There are multiple causes and pathophysiological mechanisms. The approach requires medical equipment and multidisciplinary health professionals with a personalized focus in the diagnosis and treatment of the COVID-19 patient (Fig. 3)⁵,²⁰.

Reviewing the literature, in autopsies made in 15 patients that died because of influenza in 2009, the most relevant findings were lymphocyte infiltration predominantly in the interstitium, pneumocyte type II hyperplasia with hyaline membranes that obstruct the diffusion of gases, mucus plugs that obstruct the bronchioles lumen and acini³. In autopsies performed on deceased patients for COVID-19, scarce or absent lymphocytary infiltrate was found in the interstice. There was a prevalence of underlying infiltrate in middle lumen vessels, diffuse alveolar damage with fibrin in the alveolar spaces, minimal inflammation, and squamous metaplasia. Attention was brought to the absence of mucus plugs in bronchi or acini, as long as perivascular inflammatory infiltrates in the median lumen vessels, where some microthrombi were found. This supports the theory that some groups argue that patients died because of heart failure and multiple emboli in small lumen vessels. Patients with COVID-19 have a greater risk of venous thromboembolic disease (VTED).
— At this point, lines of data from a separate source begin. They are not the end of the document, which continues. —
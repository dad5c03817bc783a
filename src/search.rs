//! The query-time search pipeline.
//!
//! One search call runs strictly sequentially:
//! normalize -> embed -> retrieve 2x candidates -> filter -> truncate.
//!
//! The over-fetch exists because structured filters are applied
//! client-side after retrieval; fetching only `limit` candidates would
//! starve the result set whenever filters reject hits.
//!
//! Every internal failure (embedding, index, missing data) degrades to an
//! empty result list. The chat layer must always be able to render a
//! normal "no matches" reply, so errors are logged here and never
//! propagated upward.

use std::path::Path;

use crate::config::Config;
use crate::restaurants::{apply_filters, Catalog, ScoredResult, SearchFilters};
use crate::semantic::{SemanticError, SemanticIndex};
use crate::translate::QueryNormalizer;

/// Candidate pool multiplier to leave headroom for post-filtering.
const OVERFETCH_FACTOR: usize = 2;

/// File name of the restaurant catalog, relative to the data dir.
pub const CATALOG_FILE: &str = "catalog.json";

/// Composes the normalizer, the semantic index and the catalog into the
/// search pipeline. Stateless per call; safe to share across sessions.
pub struct SearchService {
    normalizer: QueryNormalizer,
    semantic: SemanticIndex,
    catalog: Catalog,
}

impl SearchService {
    /// Open the service over an indexed data directory.
    ///
    /// The catalog is loaded eagerly (it is small); the embedding model
    /// and vectors load lazily on the first query.
    pub fn open(config: &Config, base_path: &Path) -> anyhow::Result<Self> {
        let catalog_path = base_path.join(CATALOG_FILE);
        let catalog = Catalog::load(&catalog_path).map_err(|err| {
            anyhow::anyhow!(
                "cannot load {}: {} (run `resto index` first)",
                catalog_path.display(),
                err
            )
        })?;
        log::info!("catalog loaded, {} restaurants", catalog.len());

        let semantic = SemanticIndex::new(config.semantic.clone(), base_path.to_path_buf());

        Ok(Self {
            normalizer: QueryNormalizer::new(),
            semantic,
            catalog,
        })
    }

    /// Build a service from pre-built parts (tests).
    pub fn new(normalizer: QueryNormalizer, semantic: SemanticIndex, catalog: Catalog) -> Self {
        Self {
            normalizer,
            semantic,
            catalog,
        }
    }

    /// Search with explicit filters.
    ///
    /// Returns at most `limit` results ranked by similarity. Internal
    /// failures yield an empty list, never an error.
    pub fn search(
        &self,
        query: &str,
        filters: Option<&SearchFilters>,
        limit: usize,
    ) -> Vec<ScoredResult> {
        let normalized = self.normalizer.normalize(query);
        self.run(query, &normalized, filters, limit)
    }

    /// Search with filters derived from the message text itself.
    ///
    /// Preference keywords are detected on the normalized query so Korean
    /// messages benefit from the English expansions.
    pub fn recommend(&self, message: &str, limit: usize) -> Vec<ScoredResult> {
        let normalized = self.normalizer.normalize(message);
        let filters = SearchFilters::from_preferences(&normalized);
        let filters = (!filters.is_empty()).then_some(&filters);
        self.run(message, &normalized, filters, limit)
    }

    fn run(
        &self,
        original: &str,
        normalized: &str,
        filters: Option<&SearchFilters>,
        limit: usize,
    ) -> Vec<ScoredResult> {
        match self.pipeline(normalized, filters, limit) {
            Ok(results) => results,
            Err(err) => {
                log::error!("search failed for query {:?}: {}", original, err);
                Vec::new()
            }
        }
    }

    fn pipeline(
        &self,
        normalized: &str,
        filters: Option<&SearchFilters>,
        limit: usize,
    ) -> Result<Vec<ScoredResult>, SemanticError> {
        if limit == 0 {
            return Ok(Vec::new());
        }

        let pool = limit.saturating_mul(OVERFETCH_FACTOR);
        let hits = self.semantic.query(normalized, pool)?;

        let mut candidates: Vec<ScoredResult> = hits
            .into_iter()
            .filter_map(|hit| match self.catalog.get(hit.id) {
                Some(restaurant) => Some(ScoredResult {
                    restaurant: restaurant.clone(),
                    score: hit.score,
                }),
                None => {
                    // Index and catalog out of sync; reindex fixes it
                    log::warn!("vector hit {} has no catalog entry", hit.id);
                    None
                }
            })
            .collect();

        if let Some(filters) = filters {
            candidates = apply_filters(candidates, filters);
        }

        candidates.truncate(limit);
        Ok(candidates)
    }
}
Pregnant women are part of a group in enhanced risk of VTED, in the case of infection for COVID-19, require a more emphatic evaluation in the pregnancy and puerperium¹,²⁴-³⁰.
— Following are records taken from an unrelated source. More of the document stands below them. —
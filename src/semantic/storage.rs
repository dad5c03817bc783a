//! Binary persistence for restaurant embeddings (vectors.bin).
//!
//! Header (47 bytes):
//! - version: u8 (1)
//! - model_id: [u8; 32] (SHA256 hash of the model name)
//! - dimensions: u16 (little-endian)
//! - entry_count: u64 (little-endian)
//! - checksum: u32 (CRC32 of the header bytes before the checksum)
//!
//! Entries (repeated):
//! - restaurant_id: u64 (little-endian)
//! - content_hash: u64 (little-endian)
//! - embedding: [f32; dimensions] (little-endian)

use std::fs::File;
use std::io::{BufReader, BufWriter, Read, Write};
use std::path::{Path, PathBuf};

use crate::semantic::index::{VectorEntry, VectorIndex};

/// Current file format version
const FORMAT_VERSION: u8 = 1;

/// version(1) + model_id(32) + dimensions(2) + entry_count(8) + checksum(4)
const HEADER_SIZE: usize = 47;

/// Errors that can occur during storage operations.
#[derive(Debug, thiserror::Error)]
pub enum VectorStorageError {
    #[error("I/O error: {0}")]
    Io(#[from] std::io::Error),

    #[error("version mismatch: file version {0}, supported version {1}")]
    VersionMismatch(u8, u8),

    #[error("model mismatch: file was built with a different model")]
    ModelMismatch,

    #[error("checksum mismatch: file may be corrupted")]
    ChecksumMismatch,

    #[error("dimension mismatch: expected {expected}, file has {got}")]
    DimensionMismatch { expected: usize, got: usize },
}

/// File header.
#[derive(Debug)]
struct Header {
    version: u8,
    model_id: [u8; 32],
    dimensions: u16,
    entry_count: u64,
}

/// Reader/writer for a vectors.bin file.
pub struct VectorStorage {
    path: PathBuf,
}

impl VectorStorage {
    pub fn new(path: PathBuf) -> Self {
        Self { path }
    }

    pub fn path(&self) -> &Path {
        &self.path
    }

    pub fn exists(&self) -> bool {
        self.path.exists()
    }

    /// Load the vector index, verifying the file was written for the
    /// expected model and dimensions.
    pub fn load(
        &self,
        expected_model_id: &[u8; 32],
        expected_dimensions: usize,
    ) -> Result<VectorIndex, VectorStorageError> {
        let file = File::open(&self.path)?;
        let mut reader = BufReader::new(file);

        let header = Self::read_header(&mut reader)?;

        if header.model_id != *expected_model_id {
            return Err(VectorStorageError::ModelMismatch);
        }
        if header.dimensions as usize != expected_dimensions {
            return Err(VectorStorageError::DimensionMismatch {
                expected: expected_dimensions,
                got: header.dimensions as usize,
            });
        }

        let dimensions = header.dimensions as usize;
        let mut index = VectorIndex::with_capacity(dimensions, header.entry_count as usize);

        for _ in 0..header.entry_count {
            let (id, content_hash, embedding) = Self::read_entry(&mut reader, dimensions)?;
            // Entries that fail to insert (zero norm) are skipped
            let _ = index.insert(id, content_hash, embedding);
        }

        Ok(index)
    }

    /// Save the vector index atomically: temp file -> fsync -> rename.
    pub fn save(&self, index: &VectorIndex, model_id: &[u8; 32]) -> Result<(), VectorStorageError> {
        let temp_path = self.path.with_extension("tmp");

        let result = self.write_to_file(&temp_path, index, model_id);
        if result.is_err() {
            let _ = std::fs::remove_file(&temp_path);
            return result;
        }

        std::fs::rename(&temp_path, &self.path)?;

        Ok(())
    }

    fn write_to_file(
        &self,
        path: &Path,
        index: &VectorIndex,
        model_id: &[u8; 32],
    ) -> Result<(), VectorStorageError> {
        let file = File::create(path)?;
        let mut writer = BufWriter::new(file);

        let header = Header {
            version: FORMAT_VERSION,
            model_id: *model_id,
            dimensions: index.dimensions() as u16,
            entry_count: index.len() as u64,
        };
        Self::write_header(&mut writer, &header)?;

        for (id, entry) in index.iter() {
            Self::write_entry(&mut writer, id, entry)?;
        }

        writer.flush()?;
        let file = writer
            .into_inner()
            .map_err(|e| std::io::Error::new(std::io::ErrorKind::Other, e))?;
        file.sync_all()?;

        Ok(())
    }

    fn read_header(reader: &mut BufReader<File>) -> Result<Header, VectorStorageError> {
        let mut header_bytes = [0u8; HEADER_SIZE];
        reader.read_exact(&mut header_bytes)?;

        let version = header_bytes[0];
        if version > FORMAT_VERSION {
            return Err(VectorStorageError::VersionMismatch(version, FORMAT_VERSION));
        }

        let mut model_id = [0u8; 32];
        model_id.copy_from_slice(&header_bytes[1..33]);

        let dimensions = u16::from_le_bytes(header_bytes[33..35].try_into().unwrap());
        let entry_count = u64::from_le_bytes(header_bytes[35..43].try_into().unwrap());
        let stored_checksum = u32::from_le_bytes(header_bytes[43..47].try_into().unwrap());

        let computed_checksum = crc32fast::hash(&header_bytes[0..43]);
        if stored_checksum != computed_checksum {
            return Err(VectorStorageError::ChecksumMismatch);
        }

        Ok(Header {
            version,
            model_id,
            dimensions,
            entry_count,
        })
    }

    fn write_header(
        writer: &mut BufWriter<File>,
        header: &Header,
    ) -> Result<(), VectorStorageError> {
        let mut header_bytes = [0u8; HEADER_SIZE];

        header_bytes[0] = header.version;
        header_bytes[1..33].copy_from_slice(&header.model_id);
        header_bytes[33..35].copy_from_slice(&header.dimensions.to_le_bytes());
        header_bytes[35..43].copy_from_slice(&header.entry_count.to_le_bytes());

        let checksum = crc32fast::hash(&header_bytes[0..43]);
        header_bytes[43..47].copy_from_slice(&checksum.to_le_bytes());

        writer.write_all(&header_bytes)?;
        Ok(())
    }

    fn read_entry(
        reader: &mut BufReader<File>,
        dimensions: usize,
    ) -> Result<(u64, u64, Vec<f32>), VectorStorageError> {
        let mut id_bytes = [0u8; 8];
        reader.read_exact(&mut id_bytes)?;
        let id = u64::from_le_bytes(id_bytes);

        let mut hash_bytes = [0u8; 8];
        reader.read_exact(&mut hash_bytes)?;
        let content_hash = u64::from_le_bytes(hash_bytes);

        let mut vector_bytes = vec![0u8; dimensions * 4];
        reader.read_exact(&mut vector_bytes)?;
        let embedding = vector_bytes
            .chunks_exact(4)
            .map(|chunk| f32::from_le_bytes(chunk.try_into().unwrap()))
            .collect();

        Ok((id, content_hash, embedding))
    }

    fn write_entry(
        writer: &mut BufWriter<File>,
        id: u64,
        entry: &VectorEntry,
    ) -> Result<(), VectorStorageError> {
        writer.write_all(&id.to_le_bytes())?;
        writer.write_all(&entry.content_hash.to_le_bytes())?;

        for &value in &entry.embedding {
            writer.write_all(&value.to_le_bytes())?;
        }

        Ok(())
    }
}

#[cfg(test)]
mod tests {
    use super::*;
    use std::path::PathBuf;
    use std::sync::atomic::{AtomicU64, Ordering};

    static TEST_COUNTER: AtomicU64 = AtomicU64::new(0);

    fn temp_path() -> PathBuf {
        let counter = TEST_COUNTER.fetch_add(1, Ordering::SeqCst);
        std::env::temp_dir().join(format!(
            "resto-vectors-test-{}-{}.bin",
            std::process::id(),
            counter
        ))
    }

    fn test_model_id() -> [u8; 32] {
        let mut id = [0u8; 32];
        id[0] = 0xAB;
        id[31] = 0xCD;
        id
    }

    #[test]
    fn test_save_and_load_empty() {
        let path = temp_path();
        let storage = VectorStorage::new(path.clone());
        let model_id = test_model_id();

        let index = VectorIndex::new(384);
        storage.save(&index, &model_id).unwrap();
        assert!(storage.exists());

        let loaded = storage.load(&model_id, 384).unwrap();
        assert_eq!(loaded.len(), 0);
        assert_eq!(loaded.dimensions(), 384);

        let _ = std::fs::remove_file(&path);
    }

    #[test]
    fn test_save_and_load_with_entries() {
        let path = temp_path();
        let storage = VectorStorage::new(path.clone());
        let model_id = test_model_id();

        let mut index = VectorIndex::new(3);
        index.insert(0, 100, vec![1.0, 0.0, 0.0]).unwrap();
        index.insert(1, 200, vec![0.0, 1.0, 0.0]).unwrap();
        index.insert(2, 300, vec![0.0, 0.0, 1.0]).unwrap();

        storage.save(&index, &model_id).unwrap();

        let loaded = storage.load(&model_id, 3).unwrap();
        assert_eq!(loaded.len(), 3);

        let entry = loaded.get(1).unwrap();
        assert_eq!(entry.content_hash, 200);
        assert_eq!(entry.embedding, vec![0.0, 1.0, 0.0]);

        let _ = std::fs::remove_file(&path);
    }

    #[test]
    fn test_model_mismatch() {
        let path = temp_path();
        let storage = VectorStorage::new(path.clone());

        let index = VectorIndex::new(3);
        storage.save(&index, &test_model_id()).unwrap();

        let mut wrong_model_id = [0u8; 32];
        wrong_model_id[0] = 0xFF;

        let result = storage.load(&wrong_model_id, 3);
        assert!(matches!(result, Err(VectorStorageError::ModelMismatch)));

        let _ = std::fs::remove_file(&path);
    }

    #[test]
    fn test_dimension_mismatch() {
        let path = temp_path();
        let storage = VectorStorage::new(path.clone());
        let model_id = test_model_id();

        let index = VectorIndex::new(3);
        storage.save(&index, &model_id).unwrap();

        let result = storage.load(&model_id, 384);
        assert!(matches!(
            result,
            Err(VectorStorageError::DimensionMismatch { .. })
        ));

        let _ = std::fs::remove_file(&path);
    }

    #[test]
    fn test_checksum_detects_corruption() {
        let path = temp_path();
        let storage = VectorStorage::new(path.clone());
        let model_id = test_model_id();

        let mut index = VectorIndex::new(3);
        index.insert(0, 100, vec![1.0, 0.0, 0.0]).unwrap();
        storage.save(&index, &model_id).unwrap();

        // Flip a byte inside the header
        let mut file = std::fs::OpenOptions::new().write(true).open(&path).unwrap();
        use std::io::Seek;
        file.seek(std::io::SeekFrom::Start(10)).unwrap();
        file.write_all(&[0xFF]).unwrap();

        let result = storage.load(&model_id, 3);
        assert!(matches!(result, Err(VectorStorageError::ChecksumMismatch)));

        let _ = std::fs::remove_file(&path);
    }

    #[test]
    fn test_atomic_write_cleans_up_on_error() {
        let path = PathBuf::from("/nonexistent/directory/vectors.bin");
        let storage = VectorStorage::new(path.clone());

        let index = VectorIndex::new(3);
        let result = storage.save(&index, &test_model_id());

        assert!(result.is_err());
        assert!(!path.with_extension("tmp").exists());
    }
}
One of the questions that remain unanswered is: Why do some of the patients produce a lot of inflammation and some others not? There is not much mentioned about it, but we will have to analyze what individual aspects have influence over inflammation.
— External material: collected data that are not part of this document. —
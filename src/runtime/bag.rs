//! Property bag shared by the actions of a row.
//!
//! An insertion-ordered, case-insensitive string store. Keys follow the
//! grammar in [`crate::runtime::keys`]; the bag itself only enforces the list
//! invariant (every list write rewrites `Length` and `Valid` together).

use indexmap::IndexMap;
use serde::{Deserialize, Serialize};

use crate::runtime::context::NumberFormat;
use crate::runtime::keys;

#[derive(Debug, Clone, PartialEq, Eq)]
struct Entry {
    /// Key as first written, used for iteration and serialization
    key: String,
    value: String,
}

/// Mutable, ordered, case-insensitive `String -> String` store.
///
/// # Example
/// ```
/// use cellrules::runtime::PropertyBag;
///
/// let mut bag = PropertyBag::new();
/// bag.set("Product.Brand", "CHANEL");
/// assert_eq!(bag.get("product.brand"), Some("CHANEL"));
/// ```
#[derive(Debug, Clone, Default, PartialEq, Eq, Serialize, Deserialize)]
#[serde(from = "IndexMap<String, String>", into = "IndexMap<String, String>")]
pub struct PropertyBag {
    entries: IndexMap<String, Entry>,
}

fn fold(key: &str) -> String {
    key.to_lowercase()
}

impl PropertyBag {
    /// Create an empty bag.
    pub fn new() -> Self {
        Self::default()
    }

    /// Get a value by key (case-insensitive).
    pub fn get(&self, key: &str) -> Option<&str> {
        self.entries.get(&fold(key)).map(|e| e.value.as_str())
    }

    /// Get a value by key, treating an empty string as absent.
    pub fn get_non_empty(&self, key: &str) -> Option<&str> {
        self.get(key).filter(|v| !v.is_empty())
    }

    /// Insert or overwrite a scalar value.
    ///
    /// Overwriting keeps the entry's original position and casing.
    pub fn set(&mut self, key: impl Into<String>, value: impl Into<String>) {
        let key = key.into();
        let value = value.into();
        match self.entries.get_mut(&fold(&key)) {
            Some(entry) => entry.value = value,
            None => {
                self.entries.insert(fold(&key), Entry { key, value });
            }
        }
    }

    /// Remove a key, returning its value. Order of the remaining keys is kept.
    pub fn remove(&mut self, key: &str) -> Option<String> {
        self.entries.shift_remove(&fold(key)).map(|e| e.value)
    }

    /// Check whether a key is present.
    pub fn contains(&self, key: &str) -> bool {
        self.entries.contains_key(&fold(key))
    }

    /// Number of entries.
    pub fn len(&self) -> usize {
        self.entries.len()
    }

    /// True if the bag holds no entries.
    pub fn is_empty(&self) -> bool {
        self.entries.is_empty()
    }

    /// Iterate `(key, value)` pairs in insertion order.
    pub fn iter(&self) -> impl Iterator<Item = (&str, &str)> {
        self.entries
            .values()
            .map(|e| (e.key.as_str(), e.value.as_str()))
    }

    /// Remove every entry.
    pub fn clear(&mut self) {
        self.entries.clear();
    }

    /// Write a list result under `key`.
    ///
    /// Writes `key[0..n]`, `key.Length` and `key.Valid` in one step. Slots left
    /// over from an earlier, longer list under the same key are removed so
    /// that the element count always agrees with `Length`.
    pub fn write_list<I, S>(&mut self, key: &str, items: I, format: &NumberFormat)
    where
        I: IntoIterator<Item = S>,
        S: Into<String>,
    {
        let previous = self.list_len(key);

        let mut count = 0;
        for item in items {
            self.set(keys::indexed(key, count), item);
            count += 1;
        }
        for stale in count..previous {
            self.remove(&keys::indexed(key, stale));
        }

        self.set(keys::length(key), format.format_count(count));
        self.set(keys::valid(key), if count > 0 { "true" } else { "false" });
    }

    /// Write an empty list under `key` (`Length = 0`, `Valid = false`).
    pub fn write_empty_list(&mut self, key: &str, format: &NumberFormat) {
        self.write_list(key, std::iter::empty::<String>(), format);
    }

    /// Number of elements recorded under `key`, from `key.Length`.
    pub fn list_len(&self, key: &str) -> usize {
        self.get(&keys::length(key))
            .and_then(|n| n.parse().ok())
            .unwrap_or(0)
    }

    /// Read back the elements of a list written with [`write_list`](Self::write_list).
    pub fn read_list(&self, key: &str) -> Vec<String> {
        (0..self.list_len(key))
            .filter_map(|i| self.get(&keys::indexed(key, i)).map(str::to_string))
            .collect()
    }

    /// Remove every `assign:Key` entry, returning `(Key, value)` in order.
    pub fn drain_deferred(&mut self) -> Vec<(String, String)> {
        let folded: Vec<String> = self
            .entries
            .iter()
            .filter(|(_, e)| keys::strip_deferred(&e.key).is_some())
            .map(|(k, _)| k.clone())
            .collect();

        folded
            .into_iter()
            .filter_map(|k| self.entries.shift_remove(&k))
            .filter_map(|e| {
                keys::strip_deferred(&e.key).map(|target| (target.to_string(), e.value.clone()))
            })
            .collect()
    }
}

impl From<IndexMap<String, String>> for PropertyBag {
    fn from(map: IndexMap<String, String>) -> Self {
        let mut bag = PropertyBag::new();
        for (key, value) in map {
            bag.set(key, value);
        }
        bag
    }
}

impl From<PropertyBag> for IndexMap<String, String> {
    fn from(bag: PropertyBag) -> Self {
        bag.entries
            .into_values()
            .map(|e| (e.key, e.value))
            .collect()
    }
}
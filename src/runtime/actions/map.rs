//! Map: translate an input through a lookup table.

use std::sync::Arc;

use crate::runtime::actions::{Miss, Outcome};
use crate::runtime::context::CellContext;
use crate::runtime::keys;
use crate::runtime::lookup::LookupTable;

#[derive(Debug, Clone)]
pub struct MapAction {
    pub input: String,
    pub output: String,
    pub table: Arc<LookupTable>,
    /// Write `assign:Output` for the chain executor instead of `Output`.
    pub assign: bool,
}

impl MapAction {
    /// Look the trimmed input up in the table.
    ///
    /// A hit writes the canonical value as a scalar; misses write nothing.
    pub fn execute(&self, ctx: &mut CellContext<'_>) -> Outcome {
        if self.table.is_empty() {
            return Outcome::Unmatched(Miss::EmptyTable);
        }

        let Some(input) = ctx.input(&self.input).map(str::trim).filter(|v| !v.is_empty()) else {
            return Outcome::Unmatched(Miss::EmptyInput);
        };

        let Some(canonical) = self.table.get(input) else {
            return Outcome::Unmatched(Miss::NotInTable);
        };

        let key = if self.assign {
            keys::deferred(&self.output)
        } else {
            self.output.clone()
        };
        ctx.bag_mut().set(key, canonical);
        Outcome::Matched
    }
}

#[cfg(test)]
mod tests {
    use super::*;
    use crate::runtime::bag::PropertyBag;

    fn brands() -> Arc<LookupTable> {
        let mut table = LookupTable::new("Brands");
        table.insert("chanel", "Chanel");
        table.insert("YSL", "Yves Saint Laurent");
        Arc::new(table)
    }

    fn map(assign: bool) -> MapAction {
        MapAction {
            input: "Text".to_string(),
            output: "Product.Brand".to_string(),
            table: brands(),
            assign,
        }
    }

    #[test]
    fn test_map_hit_writes_scalar() {
        let mut bag = PropertyBag::new();
        let mut ctx = CellContext::new("A", "CHANEL", &mut bag);

        assert!(map(false).execute(&mut ctx).is_match());
        assert_eq!(bag.get("Product.Brand"), Some("Chanel"));
        assert!(!bag.contains("Product.Brand[0]"));
        assert!(!bag.contains("Product.Brand.Length"));
    }

    #[test]
    fn test_map_assign_writes_deferred_key() {
        let mut bag = PropertyBag::new();
        let mut ctx = CellContext::new("A", " ysl ", &mut bag);

        assert!(map(true).execute(&mut ctx).is_match());
        assert_eq!(bag.get("assign:Product.Brand"), Some("Yves Saint Laurent"));
        assert!(!bag.contains("Product.Brand"));
    }

    #[test]
    fn test_map_is_repeatable() {
        let action = map(false);
        for _ in 0..3 {
            let mut bag = PropertyBag::new();
            let mut ctx = CellContext::new("A", "Chanel", &mut bag);
            assert!(action.execute(&mut ctx).is_match());
            assert_eq!(bag.get("Product.Brand"), Some("Chanel"));
        }
    }

    #[test]
    fn test_map_miss_writes_nothing() {
        let mut bag = PropertyBag::new();
        let mut ctx = CellContext::new("A", "Dior", &mut bag);

        assert_eq!(map(false).execute(&mut ctx), Outcome::Unmatched(Miss::NotInTable));
        assert!(bag.is_empty());
    }

    #[test]
    fn test_map_empty_input_and_empty_table() {
        let mut bag = PropertyBag::new();
        let mut ctx = CellContext::new("A", "", &mut bag);
        assert_eq!(map(false).execute(&mut ctx), Outcome::Unmatched(Miss::EmptyInput));

        let mut ctx = CellContext::new("A", "chanel", &mut bag);
        let action = MapAction {
            table: Arc::new(LookupTable::new("Empty")),
            ..map(false)
        };
        assert_eq!(action.execute(&mut ctx), Outcome::Unmatched(Miss::EmptyTable));
        assert!(bag.is_empty());
    }
}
We believe that it is important to activate the health virtuous quadrangle, where public and private institutions, government, and society interact in favor of the health and contribute to the best management of the disease¹⁷.

The pathogenic power of the virus and the alterations that causes can be summarized in five types: 1. increase of viral replication; 2. aggregated infection; 3. development of thrombi in the territory of the pulmonary artery; 4. pulmonary inflammation; and 5. decrease of the lymphocytary function. Therefore, the treatment most be directed to inhibit viral replication with its possible viral destruction; treat the aggregated infection; treat and prevent the development of thrombosis in the pulmonary vascular bed; decrease lung inflammation; and reactivate lymphocyte function. These points above summarize broadly the effects that cause SARS-CoV-2 and being so diverse; the management has to be with more than one drug (Fig. 3).

In a future study, we will separate the patients in terms of different treatments to evaluate particular results. Since no specific treatment is available today for SARS-CoV-2, and due to the severity of the disease, ethical committees must study any prescribed drug in research protocols, peer reviewed, and revised. We know that the treatment that we have proposed is useful to treat the alterations that the virus causes but does not eliminate the virus.

In this disease, what is valid today tomorrow perhaps will not, but what we have today is the only thing we have.